**EXERCISE OBJECTIVE:**
Show all lines below holding the string "CallAccepted".

**Collected data:**
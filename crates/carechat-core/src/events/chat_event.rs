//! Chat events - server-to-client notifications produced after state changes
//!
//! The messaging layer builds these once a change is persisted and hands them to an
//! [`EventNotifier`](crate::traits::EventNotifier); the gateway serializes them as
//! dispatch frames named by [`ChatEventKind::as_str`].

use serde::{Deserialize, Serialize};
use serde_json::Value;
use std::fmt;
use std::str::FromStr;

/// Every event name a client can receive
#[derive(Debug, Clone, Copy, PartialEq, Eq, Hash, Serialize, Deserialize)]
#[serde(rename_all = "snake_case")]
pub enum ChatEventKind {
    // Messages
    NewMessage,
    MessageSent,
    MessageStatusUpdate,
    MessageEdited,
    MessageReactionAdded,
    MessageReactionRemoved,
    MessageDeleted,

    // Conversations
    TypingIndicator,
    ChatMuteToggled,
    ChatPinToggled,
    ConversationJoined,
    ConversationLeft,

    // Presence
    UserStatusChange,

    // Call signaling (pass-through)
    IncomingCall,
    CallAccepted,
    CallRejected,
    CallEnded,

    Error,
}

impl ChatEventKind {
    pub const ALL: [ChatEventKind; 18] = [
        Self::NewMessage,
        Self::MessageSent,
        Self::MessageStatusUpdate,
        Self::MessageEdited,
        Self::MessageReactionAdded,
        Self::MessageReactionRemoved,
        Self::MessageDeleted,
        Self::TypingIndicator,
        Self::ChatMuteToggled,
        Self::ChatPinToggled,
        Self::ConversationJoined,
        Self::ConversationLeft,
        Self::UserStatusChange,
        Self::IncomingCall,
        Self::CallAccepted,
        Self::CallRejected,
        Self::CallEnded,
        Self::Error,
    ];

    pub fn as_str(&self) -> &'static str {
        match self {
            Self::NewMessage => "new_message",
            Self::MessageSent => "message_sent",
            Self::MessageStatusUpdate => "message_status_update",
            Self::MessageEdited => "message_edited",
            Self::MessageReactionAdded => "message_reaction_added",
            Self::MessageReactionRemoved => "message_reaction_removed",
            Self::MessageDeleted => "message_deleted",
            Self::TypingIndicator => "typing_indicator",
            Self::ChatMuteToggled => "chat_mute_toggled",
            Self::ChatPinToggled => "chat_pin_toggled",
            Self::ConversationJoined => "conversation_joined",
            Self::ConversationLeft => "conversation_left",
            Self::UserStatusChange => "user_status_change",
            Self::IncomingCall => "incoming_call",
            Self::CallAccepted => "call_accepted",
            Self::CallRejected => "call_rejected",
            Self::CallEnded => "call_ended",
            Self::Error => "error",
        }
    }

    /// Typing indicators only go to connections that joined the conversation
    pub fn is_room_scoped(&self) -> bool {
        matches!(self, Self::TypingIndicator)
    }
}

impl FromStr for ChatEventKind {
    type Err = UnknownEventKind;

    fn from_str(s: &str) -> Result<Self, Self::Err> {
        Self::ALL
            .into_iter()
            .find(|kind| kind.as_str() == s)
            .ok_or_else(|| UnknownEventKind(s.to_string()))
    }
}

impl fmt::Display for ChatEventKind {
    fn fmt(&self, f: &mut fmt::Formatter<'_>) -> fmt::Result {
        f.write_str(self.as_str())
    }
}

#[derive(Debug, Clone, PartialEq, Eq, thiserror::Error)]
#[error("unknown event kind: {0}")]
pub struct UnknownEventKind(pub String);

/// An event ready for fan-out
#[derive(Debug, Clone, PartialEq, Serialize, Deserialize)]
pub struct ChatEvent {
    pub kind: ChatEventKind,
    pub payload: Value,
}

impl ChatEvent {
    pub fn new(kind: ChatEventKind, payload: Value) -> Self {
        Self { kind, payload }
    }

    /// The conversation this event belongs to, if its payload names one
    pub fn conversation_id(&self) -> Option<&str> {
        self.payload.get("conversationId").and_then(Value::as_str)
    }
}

==

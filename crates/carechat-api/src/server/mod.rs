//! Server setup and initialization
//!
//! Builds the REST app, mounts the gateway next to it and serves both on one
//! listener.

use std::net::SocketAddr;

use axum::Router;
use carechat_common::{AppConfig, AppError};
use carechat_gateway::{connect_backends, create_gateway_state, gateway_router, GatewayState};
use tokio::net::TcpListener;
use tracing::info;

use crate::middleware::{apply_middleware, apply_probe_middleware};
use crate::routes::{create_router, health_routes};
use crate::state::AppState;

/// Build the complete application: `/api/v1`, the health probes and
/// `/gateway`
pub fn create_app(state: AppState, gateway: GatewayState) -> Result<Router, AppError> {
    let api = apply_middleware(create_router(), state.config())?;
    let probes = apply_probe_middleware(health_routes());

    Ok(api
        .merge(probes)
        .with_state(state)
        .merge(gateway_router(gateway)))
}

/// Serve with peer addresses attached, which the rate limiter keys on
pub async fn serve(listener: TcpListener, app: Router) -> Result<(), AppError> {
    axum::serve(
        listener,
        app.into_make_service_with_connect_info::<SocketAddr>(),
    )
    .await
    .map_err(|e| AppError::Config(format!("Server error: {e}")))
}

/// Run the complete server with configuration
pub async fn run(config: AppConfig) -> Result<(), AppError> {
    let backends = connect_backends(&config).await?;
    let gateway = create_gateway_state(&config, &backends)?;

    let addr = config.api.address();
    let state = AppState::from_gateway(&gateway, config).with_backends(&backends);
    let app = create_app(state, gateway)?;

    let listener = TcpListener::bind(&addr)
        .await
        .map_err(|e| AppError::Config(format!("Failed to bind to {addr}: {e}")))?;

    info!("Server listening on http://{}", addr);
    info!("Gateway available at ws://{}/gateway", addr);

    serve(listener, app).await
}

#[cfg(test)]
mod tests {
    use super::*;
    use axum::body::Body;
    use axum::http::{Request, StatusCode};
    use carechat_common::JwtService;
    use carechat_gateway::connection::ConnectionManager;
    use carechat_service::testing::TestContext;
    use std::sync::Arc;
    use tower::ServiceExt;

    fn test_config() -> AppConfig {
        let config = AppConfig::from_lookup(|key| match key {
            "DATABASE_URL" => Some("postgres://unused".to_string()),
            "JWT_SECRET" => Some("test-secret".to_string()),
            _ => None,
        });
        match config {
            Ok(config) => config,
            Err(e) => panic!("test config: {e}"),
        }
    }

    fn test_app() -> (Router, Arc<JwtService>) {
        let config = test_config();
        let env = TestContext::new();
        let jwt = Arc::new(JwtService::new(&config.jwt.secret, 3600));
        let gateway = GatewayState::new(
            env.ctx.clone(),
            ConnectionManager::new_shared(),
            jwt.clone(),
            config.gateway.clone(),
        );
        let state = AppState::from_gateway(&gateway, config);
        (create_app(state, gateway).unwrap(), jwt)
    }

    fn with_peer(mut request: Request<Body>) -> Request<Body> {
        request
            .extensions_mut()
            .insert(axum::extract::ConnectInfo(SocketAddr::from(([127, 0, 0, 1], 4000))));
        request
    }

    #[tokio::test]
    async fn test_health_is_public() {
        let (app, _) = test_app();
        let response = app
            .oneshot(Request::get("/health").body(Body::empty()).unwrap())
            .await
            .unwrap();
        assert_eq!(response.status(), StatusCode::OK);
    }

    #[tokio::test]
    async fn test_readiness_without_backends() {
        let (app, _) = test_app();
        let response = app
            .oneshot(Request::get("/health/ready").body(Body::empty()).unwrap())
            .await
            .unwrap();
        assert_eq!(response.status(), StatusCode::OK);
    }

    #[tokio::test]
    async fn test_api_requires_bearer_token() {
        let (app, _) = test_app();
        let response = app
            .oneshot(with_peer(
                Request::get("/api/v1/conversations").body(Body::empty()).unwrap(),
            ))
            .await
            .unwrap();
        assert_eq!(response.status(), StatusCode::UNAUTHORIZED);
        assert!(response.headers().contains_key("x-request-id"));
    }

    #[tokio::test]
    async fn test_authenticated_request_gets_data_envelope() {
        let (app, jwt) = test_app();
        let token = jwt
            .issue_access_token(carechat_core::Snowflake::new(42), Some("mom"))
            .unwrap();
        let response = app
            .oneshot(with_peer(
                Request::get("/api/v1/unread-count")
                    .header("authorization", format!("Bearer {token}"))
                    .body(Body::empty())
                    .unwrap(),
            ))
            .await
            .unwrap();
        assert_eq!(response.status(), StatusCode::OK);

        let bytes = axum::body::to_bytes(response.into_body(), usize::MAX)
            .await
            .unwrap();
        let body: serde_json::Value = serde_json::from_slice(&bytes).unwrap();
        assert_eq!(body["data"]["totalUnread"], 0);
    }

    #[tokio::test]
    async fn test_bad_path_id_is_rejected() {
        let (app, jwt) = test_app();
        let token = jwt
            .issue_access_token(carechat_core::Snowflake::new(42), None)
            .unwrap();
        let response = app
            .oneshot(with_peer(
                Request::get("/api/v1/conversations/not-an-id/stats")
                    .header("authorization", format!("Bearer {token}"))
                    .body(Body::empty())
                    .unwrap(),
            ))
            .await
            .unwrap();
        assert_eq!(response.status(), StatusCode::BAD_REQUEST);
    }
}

...

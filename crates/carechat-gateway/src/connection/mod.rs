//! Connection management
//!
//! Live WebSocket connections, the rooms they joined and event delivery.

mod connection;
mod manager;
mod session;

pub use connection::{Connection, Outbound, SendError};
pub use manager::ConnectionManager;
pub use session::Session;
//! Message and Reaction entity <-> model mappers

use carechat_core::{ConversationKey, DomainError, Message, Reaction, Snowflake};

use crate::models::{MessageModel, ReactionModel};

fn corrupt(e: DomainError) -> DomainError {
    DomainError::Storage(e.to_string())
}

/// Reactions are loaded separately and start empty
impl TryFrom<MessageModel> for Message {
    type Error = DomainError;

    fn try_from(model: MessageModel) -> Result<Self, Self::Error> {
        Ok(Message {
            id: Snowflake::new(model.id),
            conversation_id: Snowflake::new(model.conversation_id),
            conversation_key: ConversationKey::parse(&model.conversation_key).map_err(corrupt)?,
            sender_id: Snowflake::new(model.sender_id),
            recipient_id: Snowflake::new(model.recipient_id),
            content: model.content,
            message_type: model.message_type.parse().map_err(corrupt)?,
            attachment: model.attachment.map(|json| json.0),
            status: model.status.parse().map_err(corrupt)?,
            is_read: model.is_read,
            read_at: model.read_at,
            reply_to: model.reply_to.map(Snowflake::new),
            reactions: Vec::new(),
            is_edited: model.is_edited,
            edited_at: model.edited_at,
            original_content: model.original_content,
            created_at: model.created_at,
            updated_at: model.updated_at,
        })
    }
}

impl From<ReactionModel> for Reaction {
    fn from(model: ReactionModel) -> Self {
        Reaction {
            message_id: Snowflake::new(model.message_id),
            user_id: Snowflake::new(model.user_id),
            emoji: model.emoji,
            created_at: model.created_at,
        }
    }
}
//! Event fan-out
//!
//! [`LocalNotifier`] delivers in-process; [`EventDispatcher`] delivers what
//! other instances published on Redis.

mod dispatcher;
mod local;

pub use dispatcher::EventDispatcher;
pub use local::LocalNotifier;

**TASK SOLUTION:**
    CallAccepted,
        Self::CallAccepted,
            Self::CallAccepted => "call_accepted",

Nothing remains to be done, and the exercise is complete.